In the dust-up, Google revised its enterprise apps Terms of Service to state that they would not collect data for advertising purposes. What is less clear is whether Google is still data mining for other business purposes. If the latter is true, then it is still a FERPA violation.  FERPA allows for data mining only when used exclusively for the purpose of furthering the education of the student (for example, in tailored analytics for a learning process).  It expressly disallows leveraging education records for furthering the vendors’ business purposes.

Google is not among the companies to sign the pledge, and that is no surprise.  Anything that would challenge its business model, bring scrutiny to its algorithm, and openly admit that is continues to use data mining from enterprise contracts to improve its services is off corporate limits. The distinction lies here: the signatory companies – including Amplify, Capstone,, DreamBox Learning, Edmodo, Gaggle, Houghton Mifflin Harcourt, Knewton, Knovation, LifeTouch, Microsoft, and Think Through Learning  – are NOT advertising companies. They offer content and services that do not rely on data mining as the principle means to fuel their business model.

To date, with its patent-protected algorithm, Google has remained two steps ahead of everyone else – competitors, vulnerable enterprise customers and even regulators, such as the Department of Education.  But gradually, and at times inadvertently, such as in the Gmail litigation, chinks appear in the armor.  Those chinks have consequences.
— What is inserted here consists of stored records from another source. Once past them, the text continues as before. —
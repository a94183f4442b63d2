use std::{future::Future, pin::Pin};

use log::*;

use crate::{events::AuditLogEvent, traits::AuditLog, SqliteDatabase};

/// Builds the audit hook that writes each record to the database. A failed write is logged and otherwise ignored.
pub fn sqlite_audit_sink(
    db: SqliteDatabase,
) -> impl Fn(AuditLogEvent) -> Pin<Box<dyn Future<Output = ()> + Send>> + Send + Sync + 'static {
    move |AuditLogEvent(event)| {
        let db = db.clone();
        Box::pin(async move {
            let kind = event.event_type;
            let entity = event.entity_id.clone();
            match db.insert_audit_event(event).await {
                Ok(_) => trace!("📬️ Audit event {kind:?} recorded for {entity}"),
                Err(e) => warn!("📬️ Could not record audit event {kind:?} for {entity}. {e}"),
            }
        })
    }
}
use std::fmt::Debug;

use log::*;
use property_data::County;
use serde::{Deserialize, Serialize};

use crate::{
    appeal_api::{errors::LeadError, RequestContext},
    config::SystemConfig,
    db_types::{AuditEntityType, AuditEventType, Lead, LeadId, NewAuditEvent, NewLead},
    events::EventProducers,
    helpers::is_valid_email,
    traits::LeadManagement,
};

/// A "notify me when appeals open" sign-up.
#[derive(Debug, Clone, PartialEq, Eq, Serialize, Deserialize)]
pub struct LeadRequest {
    pub email: String,
    pub tag: String,
    #[serde(default)]
    pub county: Option<County>,
}

impl LeadRequest {
    pub fn validate(&self) -> Result<(), LeadError> {
        if !is_valid_email(&self.email) {
            return Err(LeadError::ValidationError("Invalid email address".into()));
        }
        if self.tag.trim().is_empty() {
            return Err(LeadError::ValidationError("Tag is required".into()));
        }
        Ok(())
    }
}

#[derive(Debug, Clone, PartialEq, Eq, Serialize, Deserialize)]
pub struct LeadReceipt {
    pub id: LeadId,
    pub status: String,
}

impl From<&Lead> for LeadReceipt {
    fn from(lead: &Lead) -> Self {
        let status = if lead.opt_in_confirmed_at.is_some() { "confirmed" } else { "pending_confirmation" };
        Self { id: lead.id.clone(), status: status.to_string() }
    }
}

pub struct LeadApi<B> {
    db: B,
    producers: EventProducers,
}

impl<B> Debug for LeadApi<B> {
    fn fmt(&self, f: &mut std::fmt::Formatter<'_>) -> std::fmt::Result {
        write!(f, "LeadApi")
    }
}

impl<B> LeadApi<B> {
    pub fn new(db: B, producers: EventProducers) -> Self {
        Self { db, producers }
    }

    pub fn db(&self) -> &B {
        &self.db
    }
}

impl<B: LeadManagement> LeadApi<B> {
    /// Stores a lead. The recontact month is the configured default for the lead's county.
    pub async fn submit(
        &self,
        user_id: &str,
        request: &LeadRequest,
        config: &SystemConfig,
        ctx: &RequestContext,
    ) -> Result<Lead, LeadError> {
        request.validate()?;
        let county = request.county.unwrap_or_default();
        let new_lead = NewLead {
            user_id: user_id.to_string(),
            email: request.email.trim().to_string(),
            tag: request.tag.trim().to_string(),
            recontact_month: config.recontact_month_for(county),
        };
        let lead = self.db.insert_lead(new_lead).await?;
        debug!("📬️ Lead {} stored for {user_id} ({county}, month {})", lead.id, lead.recontact_month);
        let event = NewAuditEvent::new(AuditEventType::LeadSubmitted, AuditEntityType::Lead, &lead.id)
            .with_user(user_id)
            .with_origin(ctx.ip.clone(), ctx.user_agent.clone());
        self.producers.record_audit(event);
        Ok(lead)
    }

    /// Records the opt-in. Confirming twice keeps the first confirmation time.
    pub async fn confirm(&self, id: &LeadId) -> Result<Lead, LeadError> {
        let lead = self.db.confirm_lead(id).await?.ok_or_else(|| LeadError::LeadNotFound(id.clone()))?;
        debug!("📬️ Lead {id} confirmed at {:?}", lead.opt_in_confirmed_at);
        Ok(lead)
    }
}
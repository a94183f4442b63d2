use chrono::{DateTime, Utc};
use serde::{Deserialize, Serialize};

use crate::db_types::{Order, OrderId, PrecheckId, DEFAULT_DISCLAIMER_VERSION};

#[derive(Debug, Clone, PartialEq, Eq, Serialize, Deserialize)]
pub struct CreateOrderRequest {
    pub precheck_id: PrecheckId,
    /// When the user ticked the legal acknowledgement box
    pub legal_accepted_at: DateTime<Utc>,
    #[serde(default = "default_disclaimer_version")]
    pub disclaimer_version: String,
}

fn default_disclaimer_version() -> String {
    DEFAULT_DISCLAIMER_VERSION.to_string()
}

/// A payment processor verdict. `order_id` is the correlation key embedded in the checkout metadata, used when no
/// order carries `payment_ref` yet.
#[derive(Debug, Clone, PartialEq, Eq, Serialize, Deserialize)]
pub struct PaymentEvent {
    pub payment_ref: String,
    #[serde(default)]
    pub order_id: Option<OrderId>,
}

impl PaymentEvent {
    pub fn new<S: Into<String>>(payment_ref: S, order_id: Option<OrderId>) -> Self {
        Self { payment_ref: payment_ref.into(), order_id }
    }
}

/// What handling a payment event did. Every variant is a successful acknowledgement.
#[derive(Debug, Clone, PartialEq)]
pub enum PaymentOutcome {
    /// The order changed status as a result of this event.
    Applied(Order),
    /// The order was not awaiting payment, so the event had already been handled (or arrived too late).
    AlreadyHandled(Order),
    /// No order matches the event.
    Unmatched,
}

impl PaymentOutcome {
    pub fn order(&self) -> Option<&Order> {
        match self {
            PaymentOutcome::Applied(o) | PaymentOutcome::AlreadyHandled(o) => Some(o),
            PaymentOutcome::Unmatched => None,
        }
    }

    pub fn is_applied(&self) -> bool {
        matches!(self, PaymentOutcome::Applied(_))
    }
}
For example, the Federal Trade Commission might be curious about deceptive practices.  And for educational institutions, section 99.33(e) of FERPA, the vendor prohibition provision, is in question.  It states: “if the Department determines that a third party, such as an SEA, does not notify the parent [or student … of a disclosure of their education record] as required, the agency or institution may not allow that third party access to education records for at least five years.”  This sanction would make a significant dent in Google’s education market share and greatly diminish the reputation of a company that promises to “do no evil.”

How can Google get out from behind this suspicion?  It can stop putting itself above the needs of the education community, K-20.  For once, collaboratively identify a common goal – student privacy – that is of greater value in the long run than its bottom line today.  And, finally, to set aside the suspicions that continue to rise about this company’s commitment to privacy, it should sign the pledge.